Action item:
Among the lines below, return each one that contains the word "ProxyOptionalParam".

Given data:
↓↓↓
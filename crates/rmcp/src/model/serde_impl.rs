use std::borrow::Cow;

use serde::{Deserialize, Serialize};

use super::{
    Extensions, Meta, Notification, NotificationNoParam, Request, RequestNoParam,
    RequestOptionalParam,
};
#[derive(Serialize, Deserialize)]
struct WithMeta<'a, P> {
    #[serde(skip_serializing_if = "Option::is_none")]
    _meta: Option<Cow<'a, Meta>>,
    #[serde(flatten)]
    _rest: P,
}

#[derive(Serialize, Deserialize)]
struct Proxy<'a, M, P> {
    method: M,
    params: WithMeta<'a, P>,
}

#[derive(Serialize, Deserialize)]
struct ProxyOptionalParam<'a, M, P> {
    method: M,
    params: Option<WithMeta<'a, P>>,
}

#[derive(Serialize, Deserialize)]
struct ProxyNoParam<M> {
    method: M,
}

impl<M, R> Serialize for Request<M, R>
where
    M: Serialize,
    R: Serialize,
{
    fn serialize<S>(&self, serializer: S) -> Result<S::Ok, S::Error>
    where
        S: serde::Serializer,
    {
        let extensions = &self.extensions;
        let _meta = extensions.get::<Meta>().map(Cow::Borrowed);
        Proxy::serialize(
            &Proxy {
                method: &self.method,
                params: WithMeta {
                    _rest: &self.params,
                    _meta,
                },
            },
            serializer,
        )
    }
}

impl<'de, M, R> Deserialize<'de> for Request<M, R>
where
    M: Deserialize<'de>,
    R: Deserialize<'de>,
{
    fn deserialize<D>(deserializer: D) -> Result<Self, D::Error>
    where
        D: serde::Deserializer<'de>,
    {
        let body = Proxy::deserialize(deserializer)?;
        let _meta = body.params._meta.map(|m| m.into_owned());
        let mut extensions = Extensions::new();
        if let Some(meta) = _meta {
            extensions.insert(meta);
        }
        Ok(Request {
            extensions,
            method: body.method,
            params: body.params._rest,
        })
    }
}

impl<M, R> Serialize for RequestOptionalParam<M, R>
where
    M: Serialize,
    R: Serialize,
{
    fn serialize<S>(&self, serializer: S) -> Result<S::Ok, S::Error>
    where
        S: serde::Serializer,
    {
        let extensions = &self.extensions;
        let _meta = extensions.get::<Meta>().map(Cow::Borrowed);
        Proxy::serialize(
            &Proxy {
                method: &self.method,
                params: WithMeta {
                    _rest: &self.params,
                    _meta,
                },
            },
            serializer,
        )
    }
}

impl<'de, M, R> Deserialize<'de> for RequestOptionalParam<M, R>
where
    M: Deserialize<'de>,
    R: Deserialize<'de>,
{
    fn deserialize<D>(deserializer: D) -> Result<Self, D::Error>
    where
        D: serde::Deserializer<'de>,
    {
        let body = ProxyOptionalParam::<'_, _, Option<R>>::deserialize(deserializer)?;
        let mut params = None;
        let mut _meta = None;
        if let Some(body_params) = body.params {
            params = body_params._rest;
            _meta = body_params._meta.map(|m| m.into_owned());
        }
        let mut extensions = Extensions::new();
        if let Some(meta) = _meta {
            extensions.insert(meta);
        }
        Ok(RequestOptionalParam {
            extensions,
            method: body.method,
            params,
        })
    }
}

impl<M> Serialize for RequestNoParam<M>
where
    M: Serialize,
{
    fn serialize<S>(&self, serializer: S) -> Result<S::Ok, S::Error>
    where
        S: serde::Serializer,
    {
        let extensions = &self.extensions;
        let _meta = extensions.get::<Meta>().map(Cow::Borrowed);
        ProxyNoParam::serialize(
            &ProxyNoParam {
                method: &self.method,
            },
            serializer,
        )
    }
}

impl<'de, M> Deserialize<'de> for RequestNoParam<M>
where
    M: Deserialize<'de>,
{
    fn deserialize<D>(deserializer: D) -> Result<Self, D::Error>
    where
        D: serde::Deserializer<'de>,
    {
        let body = ProxyNoParam::<_>::deserialize(deserializer)?;
        let extensions = Extensions::new();
        Ok(RequestNoParam {
            extensions,
            method: body.method,
        })
    }
}

impl<M, R> Serialize for Notification<M, R>
where
    M: Serialize,
    R: Serialize,
{
    fn serialize<S>(&self, serializer: S) -> Result<S::Ok, S::Error>
    where
        S: serde::Serializer,
    {
        let extensions = &self.extensions;
        let _meta = extensions.get::<Meta>().map(Cow::Borrowed);
        Proxy::serialize(
            &Proxy {
                method: &self.method,
                params: WithMeta {
                    _rest: &self.params,
                    _meta,
                },
            },
            serializer,
        )
    }
}

impl<'de, M, R> Deserialize<'de> for Notification<M, R>
where
    M: Deserialize<'de>,
    R: Deserialize<'de>,
{
    fn deserialize<D>(deserializer: D) -> Result<Self, D::Error>
    where
        D: serde::Deserializer<'de>,
    {
        let body = Proxy::deserialize(deserializer)?;
        let _meta = body.params._meta.map(|m| m.into_owned());
        let mut extensions = Extensions::new();
        if let Some(meta) = _meta {
            extensions.insert(meta);
        }
        Ok(Notification {
            extensions,
            method: body.method,
            params: body.params._rest,
        })
    }
}

impl<M> Serialize for NotificationNoParam<M>
where
    M: Serialize,
{
    fn serialize<S>(&self, serializer: S) -> Result<S::Ok, S::Error>
    where
        S: serde::Serializer,
    {
        let extensions = &self.extensions;
        let _meta = extensions.get::<Meta>().map(Cow::Borrowed);
        ProxyNoParam::serialize(
            &ProxyNoParam {
                method: &self.method,
            },
            serializer,
        )
    }
}

impl<'de, M> Deserialize<'de> for NotificationNoParam<M>
where
    M: Deserialize<'de>,
{
    fn deserialize<D>(deserializer: D) -> Result<Self, D::Error>
    where
        D: serde::Deserializer<'de>,
    {
        let body = ProxyNoParam::<_>::deserialize(deserializer)?;
        let extensions = Extensions::new();
        Ok(NotificationNoParam {
            extensions,
            method: body.method,
        })
    }
}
↑↑↑
Task solution:
struct ProxyOptionalParam<'a, M, P> {
        let body = ProxyOptionalParam::<'_, _, Option<R>>::deserialize(deserializer)?;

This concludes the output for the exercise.